Un punto di arrivo, che assume come postura politica della Cgil il contrasto esplicito del diffuso e persistente pregiudizio positivo che accompagna i processi di trasformazione digitale. La “digitalizzazione” del lavoro, dei servizi pubblici, delle relazioni sociali, dei processi di conoscenza non è un processo positivo “di per sé”, ma richiede una esplicita valutazione critica delle possibili conseguenze sociali, lavorative, economiche e politiche. Questa valutazione critica è compito degli attori sociali coinvolti, a partire dalle organizzazioni sindacali. Ma è anche un punto di partenza, che per essere tale deve essere capace di affrontare due questioni intrinsecamente e politicamente complementari.

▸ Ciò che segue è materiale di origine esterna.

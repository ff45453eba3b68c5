// /////////////////////////////////////////////////////////////////////////////
// Dataflow Pipeline RS
// Copyright (c) 2025 Michael Gardner, A Bit of Help, Inc.
// SPDX-License-Identifier: BSD-3-Clause
// See LICENSE file in the project root.
// /////////////////////////////////////////////////////////////////////////////

//! # Metrics Infrastructure
//!
//! Implementations of the domain observability surface: the in-memory
//! aggregating collector, the Prometheus service with its bridge, and the
//! human-readable trace sinks.

pub mod collector;
pub mod service;
pub mod tracer;

pub use collector::{BasicMetricsCollector, CollectedMetrics, PipeExecutionRecord};
pub use service::{MetricsService, PrometheusMetricsCollector};
pub use tracer::{format_duration, BufferTraceSink, ConsoleTraceSink, PREVIEW_LEN};
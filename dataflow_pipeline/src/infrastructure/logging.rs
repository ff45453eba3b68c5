// /////////////////////////////////////////////////////////////////////////////
// Dataflow Pipeline RS
// Copyright (c) 2025 Michael Gardner, A Bit of Help, Inc.
// SPDX-License-Identifier: BSD-3-Clause
// See LICENSE file in the project root.
// /////////////////////////////////////////////////////////////////////////////

//! # Infrastructure Logging
//!
//! Structured logging bootstrap for embedders that do not install their
//! own subscriber. The engine itself only *emits* `tracing` events; this
//! module wires a formatted subscriber with env-filter support so those
//! events land somewhere during development and tests.
//!
//! `RUST_LOG` overrides the default filter as usual.

use tracing_subscriber::EnvFilter;

use dataflow_pipeline_domain::PipelineError;

/// Installs a formatted global subscriber with the given default filter.
///
/// # Errors
///
/// Returns `InvalidConfiguration` when the filter does not parse or a
/// global subscriber is already installed.
pub fn init_logging(default_filter: &str) -> Result<(), PipelineError> {
    let filter = EnvFilter::try_from_default_env()
        .or_else(|_| EnvFilter::try_new(default_filter))
        .map_err(|e| PipelineError::InvalidConfiguration(format!("Invalid log filter: {}", e)))?;

    tracing_subscriber::fmt()
        .with_env_filter(filter)
        .with_target(true)
        .try_init()
        .map_err(|e| PipelineError::InvalidConfiguration(format!("Logging already initialized: {}", e)))
}

/// Installs the default subscriber at `info` for the engine crates.
pub fn init_default_logging() -> Result<(), PipelineError> {
    init_logging("dataflow_pipeline=info,dataflow_pipeline_domain=info")
}
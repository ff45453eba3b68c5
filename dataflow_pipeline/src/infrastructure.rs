// /////////////////////////////////////////////////////////////////////////////
// Dataflow Pipeline RS
// Copyright (c) 2025 Michael Gardner, A Bit of Help, Inc.
// SPDX-License-Identifier: BSD-3-Clause
// See LICENSE file in the project root.
// /////////////////////////////////////////////////////////////////////////////

//! # Infrastructure Layer
//!
//! Concrete machinery behind the domain contracts: the execution runtime,
//! observability implementations, provider adapters, configuration
//! loading, the built-in dataflow operations, and logging bootstrap.

pub mod adapters;
pub mod config;
pub mod logging;
pub mod metrics;
pub mod runtime;
pub mod services;
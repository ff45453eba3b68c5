// /////////////////////////////////////////////////////////////////////////////
// Dataflow Pipeline RS
// Copyright (c) 2025 Michael Gardner, A Bit of Help, Inc.
// SPDX-License-Identifier: BSD-3-Clause
// See LICENSE file in the project root.
// /////////////////////////////////////////////////////////////////////////////

//! # Domain Services
//!
//! Stateless domain logic that does not belong to a single entity: the
//! operation contract surface, structural type validation, schema
//! propagation, and the observability trait surface the engine emits into.

pub mod observability;
pub mod operation;
pub mod schema_propagator;
pub mod type_validator;

pub use observability::{MetricsCollector, NullMetricsCollector, NullTraceSink, TraceSink};
pub use operation::{
    ErrorPolicy, FieldContract, InlineOperation, InlineOperationBuilder, Operation, OperationCallable,
    OperationContract, OperationFuture, PrefixSchema, ANONYMOUS_OPERATION,
};
pub use schema_propagator::{PipeSchema, ResolvedContract, SchemaPropagator, StageSchema};
pub use type_validator::validate_value;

La prima è la sproporzione tra la capacità di individuare criticità e pericoli della trasformazione digitale e la possibilità di porvi rimedio. Sproporzione che è il riflesso inevitabile della enorme disparità di potere tra i padroni attuali della trasformazione digitale e gli interessi di chi ne subisce le conseguenze, consapevolmente o inconsapevolmente.
La seconda questione è la difficoltà di immaginare, progettare, sperimentare e realizzare utilizzi della trasformazione digitale funzionali agli obiettivi di difesa del lavoro e di giustizia sociale ed ambientale, che costituiscono la ragion d’essere della Cgil. Le due necessità, quella del contrasto e quella della progettazione/realizzazione, sono reciprocamente interdipendenti.

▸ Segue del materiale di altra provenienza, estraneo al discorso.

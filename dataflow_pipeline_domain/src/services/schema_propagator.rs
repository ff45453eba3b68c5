// /////////////////////////////////////////////////////////////////////////////
// Dataflow Pipeline RS
// Copyright (c) 2025 Michael Gardner, A Bit of Help, Inc.
// SPDX-License-Identifier: BSD-3-Clause
// See LICENSE file in the project root.
// /////////////////////////////////////////////////////////////////////////////

//! # Schema Propagation
//!
//! The construction-time flow analysis that makes pipes checkable before
//! anything runs. The propagator walks the stages left-to-right carrying a
//! prefix schema — "what is guaranteed present after stage k" — and at each
//! stage:
//!
//! 1. Resolves every operation's declared reads/sets/deletes against the
//!    current prefix, so dynamic declarations see real types.
//! 2. Verifies that every non-optional read is a key of the prefix
//!    (`IncompatibleStages` otherwise).
//! 3. Checks parallel type-consistency across the stage's declared sets
//!    and, for the `disjoint` strategy, pairwise-disjointness
//!    (`TypeConflict` otherwise).
//! 4. Advances the prefix: deletes are removed, sets are added, and reads
//!    of fields the prefix does not guarantee are added as optional
//!    flow-through entries — unless the stage itself deletes them.
//!
//! The first stage is special: its reads *define* the pipe input schema,
//! so they seed the prefix instead of being checked against it. The
//! resolved contracts are retained per stage; the executor enforces the
//! exact contracts the propagator proved.

use std::collections::{BTreeMap, BTreeSet};

use crate::entities::stage::{MergeStrategy, Stage};
use crate::error::PipelineError;
use crate::services::operation::{FieldContract, PrefixSchema};
use crate::value_objects::FieldName;

/// One operation's declarations, resolved against the prefix of its stage.
#[derive(Debug, Clone)]
pub struct ResolvedContract {
    /// Operation display name
    pub operation: String,
    pub reads: BTreeMap<FieldName, FieldContract>,
    pub sets: BTreeMap<FieldName, FieldContract>,
    pub deletes: Vec<FieldName>,
}

/// Flow analysis result for one stage.
#[derive(Debug, Clone)]
pub struct StageSchema {
    /// Prefix guaranteed before the stage runs
    pub prefix: PrefixSchema,
    /// Resolved contracts in declared operation order
    pub contracts: Vec<ResolvedContract>,
    /// Prefix guaranteed after the stage runs
    pub output: PrefixSchema,
}

/// Flow analysis result for a whole pipe.
#[derive(Debug, Clone)]
pub struct PipeSchema {
    /// End-to-end input schema (the first stage's declared reads)
    pub inputs: BTreeMap<FieldName, FieldContract>,
    /// End-to-end output schema (the last stage's declared sets)
    pub outputs: BTreeMap<FieldName, FieldContract>,
    /// Per-stage schemas in declared order
    pub stages: Vec<StageSchema>,
}

/// Stateless propagation service.
pub struct SchemaPropagator;

impl SchemaPropagator {
    /// Walks the stages and produces the pipe schema.
    ///
    /// # Errors
    ///
    /// - `IncompatibleStages` when a non-optional read of a later stage is
    ///   not guaranteed by the accumulated prefix
    /// - `TypeConflict` when parallel declared sets disagree on a field's
    ///   type, or overlap at all under the `disjoint` strategy
    pub fn propagate(stages: &[Stage]) -> Result<PipeSchema, PipelineError> {
        let mut stage_schemas: Vec<StageSchema> = Vec::with_capacity(stages.len());
        let mut prefix = PrefixSchema::empty();
        let mut inputs: BTreeMap<FieldName, FieldContract> = BTreeMap::new();

        for (index, stage) in stages.iter().enumerate() {
            let contracts: Vec<ResolvedContract> = stage
                .operations()
                .iter()
                .map(|op| ResolvedContract {
                    operation: op.name().to_string(),
                    reads: op.declared_reads(&prefix),
                    sets: op.declared_sets(&prefix),
                    deletes: op.declared_deletes(&prefix),
                })
                .collect();

            if index == 0 {
                // The first stage's reads define the pipe input schema.
                for contract in &contracts {
                    for (name, entry) in &contract.reads {
                        match inputs.get_mut(name) {
                            None => {
                                inputs.insert(name.clone(), entry.clone());
                            }
                            Some(existing) => {
                                if existing.descriptor.is_none() {
                                    existing.descriptor = entry.descriptor.clone();
                                }
                                if !entry.optional {
                                    existing.optional = false;
                                }
                            }
                        }
                    }
                }
                prefix = PrefixSchema::from_entries(inputs.clone());
            } else {
                for contract in &contracts {
                    for (name, entry) in &contract.reads {
                        if !entry.optional && !prefix.contains(name) {
                            return Err(PipelineError::IncompatibleStages(format!(
                                "Stage '{}': operation '{}' reads '{}' but no earlier stage provides it",
                                stage.name(),
                                contract.operation,
                                name
                            )));
                        }
                    }
                }
            }

            let named_sets: Vec<(String, BTreeMap<FieldName, FieldContract>)> = contracts
                .iter()
                .map(|contract| (contract.operation.clone(), contract.sets.clone()))
                .collect();
            check_parallel_sets(stage.name(), stage.merge_strategy(), &named_sets)?;

            let stage_prefix = prefix.clone();

            // Advance: minus deletes, plus sets, plus optional flow-through
            // reads the prefix never guaranteed.
            let mut next = prefix.clone();
            let deleted: BTreeSet<&FieldName> = contracts.iter().flat_map(|c| c.deletes.iter()).collect();
            for name in &deleted {
                next.remove(name);
            }
            for contract in &contracts {
                for (name, entry) in &contract.sets {
                    next.insert(name.clone(), entry.clone());
                }
            }
            for contract in &contracts {
                for (name, entry) in &contract.reads {
                    if !next.contains(name) && !deleted.contains(name) {
                        next.insert(name.clone(), FieldContract::optional(entry.descriptor.clone()));
                    }
                }
            }

            stage_schemas.push(StageSchema {
                prefix: stage_prefix,
                contracts,
                output: next.clone(),
            });
            prefix = next;
        }

        let outputs: BTreeMap<FieldName, FieldContract> = stage_schemas
            .last()
            .map(|schema| {
                schema
                    .contracts
                    .iter()
                    .flat_map(|contract| contract.sets.clone())
                    .collect()
            })
            .unwrap_or_default();

        Ok(PipeSchema {
            inputs,
            outputs,
            stages: stage_schemas,
        })
    }
}

/// Validates parallel declared sets within one stage: disjointness under
/// the `disjoint` strategy, identical declared types everywhere else
/// (`None` is a wildcard).
pub(crate) fn check_parallel_sets(
    stage_name: &str,
    strategy: MergeStrategy,
    ops: &[(String, BTreeMap<FieldName, FieldContract>)],
) -> Result<(), PipelineError> {
    let describe = |entry: &FieldContract| {
        entry
            .descriptor
            .as_ref()
            .map(|d| d.to_string())
            .unwrap_or_else(|| "any".to_string())
    };

    let mut seen: BTreeMap<&FieldName, (&str, &FieldContract)> = BTreeMap::new();
    for (op_name, sets) in ops {
        for (name, entry) in sets {
            match seen.get(name) {
                None => {
                    seen.insert(name, (op_name, entry));
                }
                Some((first_op, first_entry)) => {
                    if strategy == MergeStrategy::Disjoint {
                        return Err(PipelineError::TypeConflict(format!(
                            "Stage '{}' uses the disjoint strategy but operations '{}' and '{}' both set '{}'",
                            stage_name, first_op, op_name, name
                        )));
                    }
                    if !first_entry.type_consistent_with(entry) {
                        return Err(PipelineError::TypeConflict(format!(
                            "Stage '{}': operations '{}' and '{}' set '{}' with conflicting types {} vs {}",
                            stage_name,
                            first_op,
                            op_name,
                            name,
                            describe(first_entry),
                            describe(entry)
                        )));
                    }
                }
            }
        }
    }
    Ok(())
}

Non ci può essere un utilizzo socialmente utile della potenza del digitale senza avere effettiva forza di contrasto dei suoi utilizzi oggi prevalenti, così come non si può esercitare una efficace azione di contrasto senza essere in grado, o almeno indicare la possibilità, di progettare e realizzare ‘altro’. Dunque la questione è: come riuscire a intervenire efficacemente su questa interdipendenza? Che è un altro modo per chiedersi: come riuscire a riorientare la trasformazione digitale? E come riuscire a farlo oggi, dopo che in questi ultimi anni si è forse un poco attenuata la fascinazione futurista di massa e si sono moltiplicate, persino tra i non specialisti, le voci critiche sulla traiettoria della trasformazione digitale?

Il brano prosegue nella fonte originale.